I don't want to 'steal' or 'lure' Christians from other churches but if they come, for whatever reason, then I want to welcome them and that may include inviting them to join a small group if they're interested. Even though I'm already Christian, I know I'd feel pretty rotten and disillusioned with these 'people of God' if nobody welcomes me when I move to Dally.

Sarah said...

Just wanted to add....I guess your post got me thinking about how much of my time I should spend loving and serving people in the church and those outside (outreach). I'd like to say 50-50 in an ideal world.

bek said...

I agree with you with inviting new christians along too. Our groups should be discipling too!

I agree about the outreach thing too. At the moment though, it feels like all I've done in a church is outreach to people who are already christians.

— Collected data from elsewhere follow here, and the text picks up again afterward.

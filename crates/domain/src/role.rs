// Copyright (C) 2026 Fred Clausen
// Use of this source code is governed by an MIT-style
// license that can be found in the LICENSE file or at
// https://opensource.org/licenses/MIT.

//! The closed role set used for authorization decisions.
//!
//! Roles apply to principals (signed-in people), never to job orders or
//! customers. A role string outside this set never parses; callers must
//! treat the failure as a denial, not as a wildcard.

use crate::error::DomainError;
use serde::{Deserialize, Serialize};
use std::str::FromStr;

/// Principal roles for the steel-cutting shop.
#[derive(Debug, Clone, Copy, PartialEq, Eq, Hash, Serialize, Deserialize)]
#[serde(rename_all = "snake_case")]
pub enum Role {
    /// Unrestricted administrative authority, including user and role
    /// management. Never implicitly added to resource whitelists.
    Superadmin,
    /// Office clerk: order intake, customer records, payroll.
    Clerk,
    /// Production supervisor: order intake and production oversight.
    Supervisor,
    /// Steel cutter: drives production-stage status transitions.
    Cutter,
    /// Delivery staff: drives shipping and completion transitions.
    Delivery,
    /// Default role assigned to a newly registered principal pending
    /// administrative assignment.
    Guest,
}

impl Role {
    /// Every known role, in display order.
    pub const ALL: [Self; 6] = [
        Self::Superadmin,
        Self::Clerk,
        Self::Supervisor,
        Self::Cutter,
        Self::Delivery,
        Self::Guest,
    ];

    /// Returns the string representation of the role.
    ///
    /// This is used for persistence and API serialization.
    #[must_use]
    pub const fn as_str(&self) -> &'static str {
        match self {
            Self::Superadmin => "superadmin",
            Self::Clerk => "clerk",
            Self::Supervisor => "supervisor",
            Self::Cutter => "cutter",
            Self::Delivery => "delivery",
            Self::Guest => "guest",
        }
    }

    /// Returns the human-readable display name for the role.
    #[must_use]
    pub const fn display_name(&self) -> &'static str {
        match self {
            Self::Superadmin => "Superadmin",
            Self::Clerk => "Office Clerk",
            Self::Supervisor => "Production Supervisor",
            Self::Cutter => "Steel Cutter",
            Self::Delivery => "Delivery Staff",
            Self::Guest => "Guest",
        }
    }

    /// Parses a role from its string representation.
    ///
    /// # Errors
    ///
    /// Returns `DomainError::UnknownRole` if the string is not a known role.
    fn parse_str(s: &str) -> Result<Self, DomainError> {
        match s {
            "superadmin" => Ok(Self::Superadmin),
            "clerk" => Ok(Self::Clerk),
            "supervisor" => Ok(Self::Supervisor),
            "cutter" => Ok(Self::Cutter),
            "delivery" => Ok(Self::Delivery),
            "guest" => Ok(Self::Guest),
            _ => Err(DomainError::UnknownRole(s.to_string())),
        }
    }
}

impl FromStr for Role {
    type Err = DomainError;

    fn from_str(s: &str) -> Result<Self, Self::Err> {
        Self::parse_str(s)
    }
}

impl std::fmt::Display for Role {
    fn fmt(&self, f: &mut std::fmt::Formatter<'_>) -> std::fmt::Result {
        write!(f, "{}", self.as_str())
    }
}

Yes, we should be serving each other in the church, but I consider the term 'outreach' as reaching OUT into the community.

Anonymous said...

church growth also includes indivdual growth in how they mature in Christ...and that definitely can't be measured in %

Anonymous said...

Church should be inviting anyone they can whether they are Christian or not into small groups. Personally, I would not go to our church or a church if it wasn't for small group and feeling connected. How do Christians in a church stay connected and feel loved if they are not invited to small groups just cause they are already a Christian. I agree with you though that the focus should be on those outside the church and numbers should reflect new people not just those who have shuffled. Everyone deserves to feel loved though and it is important to keep people inchurch as well as bring them in.

bek said...

Couldn't agree with you more!!

It's really hard to find a balance. We can't completely exclude Christians, God knows where I would be if not for my small group!

It is hard to balance everything.
I think I was just trying to say that if we ONLY invite Christians along, then I don't see where the growth is (other than spriritual growth that is).